Cleanse the spinal injection site
Apply an abdominal binder
Insert an indwelling Foley catheter
Place procedure equipment at bedside
The Correct Answer is D
A. Cleanse the spinal injection site:
Cleansing the spinal injection site is a routine part of maintaining proper hygiene during and after the administration of spinal anesthesia. However, if the client is experiencing symptoms of a spinal headache, the priority is to prepare for potential interventions by having the necessary equipment ready rather than focusing on the site itself.
B. Apply an abdominal binder:
Applying an abdominal binder is not directly related to addressing a spinal headache. Abdominal binders are typically used for providing support to the abdominal muscles after childbirth or surgery. It wouldn't be the primary intervention for a spinal headache.

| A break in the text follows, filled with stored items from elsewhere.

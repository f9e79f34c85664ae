use std::sync::atomic::{AtomicBool, Ordering};
use std::sync::{Arc, Mutex};
use std::thread;

use relay_routing::{
    DirectiveAction, DispatchError, DispatchRegistry, Method, ReloadError, RouteDirective,
    RouteEntry, RouteTarget, Router,
};
use relay_uri::{join_segments, UriDocument};
use serial_test::serial;

fn directive(method: &str, template: &str, name: &str) -> RouteDirective {
    RouteDirective::new(method, template, RouteTarget::Invoke(name.into()))
}

#[test]
fn test_reload_replaces_whole_table() {
    let router = Router::new();
    router
        .reload(&[directive("GET", "/old", "old")])
        .unwrap();
    router
        .reload(&[directive("GET", "/new", "new")])
        .unwrap();

    assert!(router.matches(Method::Get, "/old").is_none());
    assert!(router.matches(Method::Get, "/new").is_some());
}

#[test]
fn test_request_flow_from_uri_to_params() {
    let router = Router::new();
    router
        .reload(&[directive("GET", "/users/{id}", "show_user")])
        .unwrap();

    // a raw request URI flows through the codec into match and merge
    let doc = UriDocument::parse("http://svc.internal/users/7?verbose=1&id=9").unwrap();
    let path = format!("/{}", join_segments(&doc.path().unwrap().all_segments()));

    let found = router.matches(Method::Get, &path).unwrap();
    let params = found.params_with_query(doc.query().unwrap());
    assert_eq!(params.get("id").map(String::as_str), Some("7"));
    assert_eq!(params.get("verbose").map(String::as_str), Some("1"));
}

#[test]
fn test_failed_compile_aborts_before_any_change() {
    let router = Router::new();
    router.reload(&[directive("GET", "/keep", "keep")]).unwrap();

    let result = router.reload(&[
        directive("GET", "/fresh", "fresh"),
        directive("GET", "", "broken"),
    ]);
    assert!(matches!(result, Err(ReloadError::InvalidDirective(_))));
    assert!(router.matches(Method::Get, "/keep").is_some());
    assert!(router.matches(Method::Get, "/fresh").is_none());
}

#[test]
fn test_all_dispatch_failures_reported() {
    struct RejectAll;

    impl DispatchRegistry for RejectAll {
        fn register(&self, _entry: &RouteEntry) -> Result<(), DispatchError> {
            Err(DispatchError::new("register refused"))
        }

        fn unregister(&self, _entry: &RouteEntry) -> Result<(), DispatchError> {
            Err(DispatchError::new("unregister refused"))
        }
    }

    let router = Router::with_dispatch(Arc::new(RejectAll));

    let first = router.reload(&[directive("GET", "/a", "a"), directive("GET", "/b", "b")]);
    let failures = match first {
        Err(ReloadError::Dispatch(failures)) => failures,
        other => panic!("expected dispatch failures, got {other:?}"),
    };
    assert_eq!(failures.len(), 2);
    assert!(failures
        .iter()
        .all(|failure| failure.action == DirectiveAction::Register));

    // the table was still published; the next reload reports the removals
    let second = router.reload(&[]);
    let failures = match second {
        Err(ReloadError::Dispatch(failures)) => failures,
        other => panic!("expected dispatch failures, got {other:?}"),
    };
    assert_eq!(failures.len(), 2);
    assert!(failures
        .iter()
        .all(|failure| failure.action == DirectiveAction::Unregister));
}

#[test]
fn test_unchanged_routes_not_touched_by_reload() {
    struct CountingDispatch {
        log: Mutex<Vec<String>>,
    }

    impl DispatchRegistry for CountingDispatch {
        fn register(&self, entry: &RouteEntry) -> Result<(), DispatchError> {
            self.log.lock().unwrap().push(format!("+{}", entry.label()));
            Ok(())
        }

        fn unregister(&self, entry: &RouteEntry) -> Result<(), DispatchError> {
            self.log.lock().unwrap().push(format!("-{}", entry.label()));
            Ok(())
        }
    }

    let dispatch = Arc::new(CountingDispatch {
        log: Mutex::new(Vec::new()),
    });
    let router = Router::with_dispatch(dispatch.clone());

    let stable = directive("GET", "/stable", "stable");
    router
        .reload(&[stable.clone(), directive("GET", "/a", "a")])
        .unwrap();
    router
        .reload(&[stable, directive("GET", "/b", "b")])
        .unwrap();

    let log = dispatch.log.lock().unwrap().clone();
    assert_eq!(log, vec!["+GET /stable", "+GET /a", "+GET /b", "-GET /a"]);
}

/// Readers must observe each published table as a unit: both routes of a
/// generation, never one from each.
#[test]
#[serial]
#[ntest::timeout(30000)]
fn test_concurrent_lookups_see_one_generation() {
    let router = Arc::new(Router::new());
    router
        .reload(&[
            directive("GET", "/left", "gen0"),
            directive("GET", "/right", "gen0"),
        ])
        .unwrap();

    let stop = Arc::new(AtomicBool::new(false));
    let mut readers = Vec::new();

    for _ in 0..4 {
        let router = Arc::clone(&router);
        let stop = Arc::clone(&stop);
        readers.push(thread::spawn(move || {
            while !stop.load(Ordering::Relaxed) {
                let table = router.table();
                let left = table.find(Method::Get, "/left").unwrap();
                let right = table.find(Method::Get, "/right").unwrap();
                assert_eq!(
                    left.entry().target(),
                    right.entry().target(),
                    "mixed generations observed in one snapshot"
                );
            }
        }));
    }

    for generation in 1..200 {
        let name = format!("gen{generation}");
        router
            .reload(&[
                directive("GET", "/left", &name),
                directive("GET", "/right", &name),
            ])
            .unwrap();
    }

    stop.store(true, Ordering::Relaxed);
    for reader in readers {
        reader.join().unwrap();
    }
}

/// Concurrent reloads are serialized; the final state is one of the
/// submitted tables, intact.
#[test]
#[serial]
#[ntest::timeout(30000)]
fn test_concurrent_reloads_serialize() {
    let router = Arc::new(Router::new());
    let mut writers = Vec::new();

    for writer in 0..4 {
        let router = Arc::clone(&router);
        writers.push(thread::spawn(move || {
            for round in 0..50 {
                let name = format!("w{writer}r{round}");
                router
                    .reload(&[
                        directive("GET", "/a", &name),
                        directive("GET", "/b", &name),
                    ])
                    .unwrap();
            }
        }));
    }

    for writer in writers {
        writer.join().unwrap();
    }

    let table = router.table();
    let a = table.find(Method::Get, "/a").unwrap();
    let b = table.find(Method::Get, "/b").unwrap();
    assert_eq!(a.entry().target(), b.entry().target());
}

C. Insert an indwelling Foley catheter:
Inserting an indwelling Foley catheter is not a direct intervention for addressing a spinal headache. Spinal headaches are related to cerebrospinal fluid leakage and positioning. While managing the patient's overall care is important, it may not be the immediate priority in this context.
D. Place procedure equipment at bedside:
This is the most appropriate action in the context of a postpartal client exhibiting symptoms of a spinal headache. Having the necessary procedure equipment, such as materials for a blood patch, ready at the bedside ensures preparedness for potential interventions by the anesthesiologist.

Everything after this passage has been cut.